▶ _EXERCISE REQUIREMENTS_:
Take the records below from their first line to the line with "the requested transition.", and restate those lines word for word.

▶ _DATA SUPPLIED_:

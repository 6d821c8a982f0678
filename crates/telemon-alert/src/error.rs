use thiserror::Error;

/// Errors returned by administrative alert operations.
///
/// # Examples
///
/// ```
/// use telemon_alert::AlertError;
///
/// let err = AlertError::RuleNotFound("high-cpu".to_string());
/// assert!(err.to_string().contains("high-cpu"));
/// ```
#[derive(Debug, Error)]
pub enum AlertError {
    #[error("alert rule not found: {0}")]
    RuleNotFound(String),

    #[error("escalation policy not found: {0}")]
    PolicyNotFound(String),

    #[error("alert not found: {0}")]
    AlertNotFound(String),

    #[error("alert rule already exists: {0}")]
    DuplicateRule(String),

    #[error("escalation policy already exists: {0}")]
    DuplicatePolicy(String),

    /// The alert is not in a state that allows the requested transition.
    #[error("alert {id} cannot be {action}: status is {status}")]
    InvalidTransition {
        id: String,
        action: &'static str,
        status: String,
    },

    #[error("escalation policy {0} is referenced by a rule")]
    PolicyInUse(String),

    #[error("invalid alert rule: {0}")]
    InvalidRule(String),

    #[error("invalid escalation policy: {0}")]
    InvalidPolicy(String),

    #[error("unknown metric type: {0}")]
    UnknownMetricType(String),
}

pub type Result<T> = std::result::Result<T, AlertError>;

▶ _RESPONSE TO THIS EXERCISE_:
repository 6d821c8a982f0678
filename crates/telemon-alert/src/error.rs
use thiserror::Error;

/// Errors returned by administrative alert operations.
///
/// # Examples
///
/// ```
/// use telemon_alert::AlertError;
///
/// let err = AlertError::RuleNotFound("high-cpu".to_string());
/// assert!(err.to_string().contains("high-cpu"));
/// ```
#[derive(Debug, Error)]
pub enum AlertError {
    #[error("alert rule not found: {0}")]
    RuleNotFound(String),

    #[error("escalation policy not found: {0}")]
    PolicyNotFound(String),

    #[error("alert not found: {0}")]
    AlertNotFound(String),

    #[error("alert rule already exists: {0}")]
    DuplicateRule(String),

    #[error("escalation policy already exists: {0}")]
    DuplicatePolicy(String),

    /// The alert is not in a state that allows the requested transition.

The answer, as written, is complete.